The lengths of the agreements are between three and ten years with cancellation
clauses at the swap holder's option from one to seven years. The underlying
blended interest rate is fixed at approximately 5.65% plus an applicable margin
based upon our current leverage ratio. Currently, the effective interest rate
for these swaps is 8.53%. During the second quarter of 1999, we received
notification from two of our swap agreement counterparties that they had
exercised their right to cancel agreements in the aggregate notional amount of
$100.0 million. The remaining $700.0 million of swap

                                       21


agreements with maturities from the years 2003 through 2008 and cancellation
option dates from the years 2001 through 2005 are still in effect.

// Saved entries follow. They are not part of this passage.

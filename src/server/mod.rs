mod artist_routes;
pub mod config;
mod flash;
mod http_layers;
pub mod server;
mod show_routes;
pub mod state;
mod venue_routes;

pub use config::ServerConfig;
pub use http_layers::RequestsLoggingLevel;
pub use server::{make_app, run_server};
impl SqliteDirectoryStore {
    pub fn new<P: AsRef<Path>>(db_path: P) -> Result<Self> {
        let db_path = db_path.as_ref();

        let mut write_conn = Connection::open_with_flags(
            db_path,
            rusqlite::OpenFlags::SQLITE_OPEN_READ_WRITE
                | rusqlite::OpenFlags::SQLITE_OPEN_CREATE
                | rusqlite::OpenFlags::SQLITE_OPEN_URI
                | rusqlite::OpenFlags::SQLITE_OPEN_NO_MUTEX,
        )
        .context("Failed to open directory database")?;

        ensure_schema(&mut write_conn)?;

        write_conn.pragma_update(None, "journal_mode", "WAL")?;
        write_conn.pragma_update(None, "foreign_keys", "ON")?;

        let store = SqliteDirectoryStore {
            write_conn: Arc::new(Mutex::new(write_conn)),
            read_pool: Self::open_read_pool(db_path)?,
            read_index: Arc::new(AtomicUsize::new(0)),
        };

        info!(
            "Opened booking directory: {} venues, {} artists, {} shows",
            store.venues_count(),
            store.artists_count(),
            store.shows_count()
        );

        Ok(store)
    }

    fn open_read_pool(db_path: &Path) -> Result<Vec<Arc<Mutex<Connection>>>> {
        let mut read_pool = Vec::with_capacity(READ_POOL_SIZE);
        for _ in 0..READ_POOL_SIZE {
            let read_conn = Connection::open_with_flags(
                db_path,
                rusqlite::OpenFlags::SQLITE_OPEN_READ_ONLY
                    | rusqlite::OpenFlags::SQLITE_OPEN_URI
                    | rusqlite::OpenFlags::SQLITE_OPEN_NO_MUTEX,
            )?;
            read_conn.pragma_update(None, "journal_mode", "WAL")?;
            read_pool.push(Arc::new(Mutex::new(read_conn)));
        }
        Ok(read_pool)
    }

    fn get_read_conn(&self) -> Arc<Mutex<Connection>> {
        let index = self.read_index.fetch_add(1, Ordering::SeqCst) % self.read_pool.len();
        self.read_pool[index].clone()
    }

    fn count_table(&self, table: &str) -> usize {
        let read_conn = self.get_read_conn();
        let conn = read_conn.lock().unwrap();
        conn.query_row(&format!("SELECT COUNT(*) FROM {}", table), [], |r| {
            r.get::<_, i64>(0)
        })
        .map(|n| n as usize)
        .unwrap_or(0)
    }

    fn parse_venue_row(row: &rusqlite::Row) -> rusqlite::Result<Venue> {
        Ok(Venue {
            id: row.get(0)?,
            name: row.get(1)?,
            city: row.get(2)?,
            state: row.get(3)?,
            address: row.get(4)?,
            phone: row.get(5)?,
            genres: row.get(6)?,
            image_link: row.get(7)?,
            website_link: row.get(8)?,
            facebook_link: row.get(9)?,
            seeking_talent: row.get::<_, i64>(10)? != 0,
            seeking_description: row.get(11)?,
        })
    }

    fn parse_artist_row(row: &rusqlite::Row) -> rusqlite::Result<Artist> {
        Ok(Artist {
            id: row.get(0)?,
            name: row.get(1)?,
            city: row.get(2)?,
            state: row.get(3)?,
            phone: row.get(4)?,
            genres: row.get(5)?,
            image_link: row.get(6)?,
            website_link: row.get(7)?,
            facebook_link: row.get(8)?,
            seeking_description: row.get(9)?,
        })
    }

    /// A stored start time that no longer parses is fatal for the request.
    fn parse_start_time_column(
        row: &rusqlite::Row,
        index: usize,
    ) -> rusqlite::Result<NaiveDateTime> {
        let raw: String = row.get(index)?;
        showtime::parse_start_time(&raw)
            .map_err(|e| rusqlite::Error::FromSqlConversionFailure(index, Type::Text, Box::new(e)))
    }

    fn upcoming_counts(&self, fk_column: &str, now: NaiveDateTime) -> Result<HashMap<i64, usize>> {
        let read_conn = self.get_read_conn();
        let conn = read_conn.lock().unwrap();
        // Canonical start_time text sorts chronologically, so the string
        // comparison implements the same strictly-after rule as is_upcoming.
        let mut stmt = conn.prepare_cached(&format!(
            "SELECT {col}, COUNT(*) FROM shows WHERE start_time > ?1 GROUP BY {col}",
            col = fk_column
        ))?;
        let counts = stmt
            .query_map(params![showtime::format_start_time(now)], |row| {
                Ok((row.get::<_, i64>(0)?, row.get::<_, i64>(1)? as usize))
            })?
            .collect::<Result<HashMap<_, _>, _>>()?;
        Ok(counts)
    }
}

const VENUE_COLUMNS: &str = "id, name, city, state, address, phone, genres, \
     image_link, website_link, facebook_link, seeking_talent, seeking_description";

const ARTIST_COLUMNS: &str = "id, name, city, state, phone, genres, \
     image_link, website_link, facebook_link, seeking_description";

  In June 1998, the FASB issued Statement of Financial Accounting Standards No.
133, Accounting for Derivative Instruments and Hedging Activities, or SFAS 133.
SFAS 133 is effective for all fiscal quarters of all fiscal years beginning
after June 15, 2000. Accordingly, for us, SFAS 133 will become effective
January 1, 2001. SFAS 133 requires that all derivative instruments be recorded
on the balance sheet at their fair value. Changes in the fair value of
derivatives are recorded each period in current earnings or other comprehensive
income, depending on whether a derivative is designated as part of a hedge
transaction and, if it is, the type of hedge transaction. For fair-value hedge
transactions in which we are hedging changes in an asset's, liability's or firm
commitment's fair value, changes in the fair value of the derivative instrument
will generally be offset in the income statement by changes in the hedged
item's fair value. For cash-flow hedge transactions, in which we are hedging
the variability of cash flows related to a variable-rate asset, liability, or a
forecasted transaction, changes in the fair value of the derivative instrument
will be reported in other comprehensive income. The gains and losses on the
derivative instrument that are reported in other comprehensive income will be
reclassified as earnings in the periods in which earnings are impacted by the
variability of the cash flows of the hedged item. The ineffective portion of
all hedges will be recognized in current-period earnings.

  We have not yet determined the impact that the adoption of SFAS 133 will have
on our earnings or statement of financial position.

 Subordinated notes

  The $125.0 million outstanding 5 5/8% convertible subordinated notes due 2006
issued by RTC bear interest at the rate of 5 5/8%, payable semi-annually and
require no principal payments until 2006. The 5 5/8% notes are convertible into
shares of our common stock at an effective conversion price of $25.62 per share
and are redeemable by us beginning in July 1999.

  In November 1998 we issued 7% convertible subordinated notes due 2009 in the
aggregate principal amount of $345.0 million. The 7% notes are convertible at
any time, in whole or in part, into shares of our common stock at a conversion
price of $32.81 and will be redeemable after November 16, 2001. We used the net
proceeds from the sale of the 7% notes to pay down debt under the revolving
facility, which may be reborrowed, subject to the modified terms of our credit
facilities.

Year 2000 considerations

  Since the summer of 1998, all of our departments have been meeting with our
information systems department to determine the extent of our Year 2000, or
Y2K, exposure. Project teams have been assembled to work on correcting Y2K
problems and to perform contingency planning to reduce our total exposure. Our
goal is to have all corrective action and contingency plans in place by the end
of the third quarter of 1999.

  Software applications and hardware. Each component of our software
application portfolio, or SAP, must be examined with respect to its ability to
properly handle dates in the next millennium. As part of our software
assessment plan, key users will test each component of our SAP. These tests
will be constructed to make sure each component operates properly with the
system date advanced to the next millennium.

  The major phases of our software assessment plan are as follows:

  . Complete SAP inventory;

  . Implement Y2K compliant software as necessary;

  . Analyze which computers have Y2K problems and the cost to repair;

  . Test all vendors' representations; and

  . Fix any computer-specific problems.

                                       22


  Our billing and accounts receivable software is known to have a significant
Y2K problem. We have already addressed this issue by obtaining a new, Y2K
compliant version of this software. We expect to complete conversion to this
Y2K compliant version by the end of the third quarter of 1999.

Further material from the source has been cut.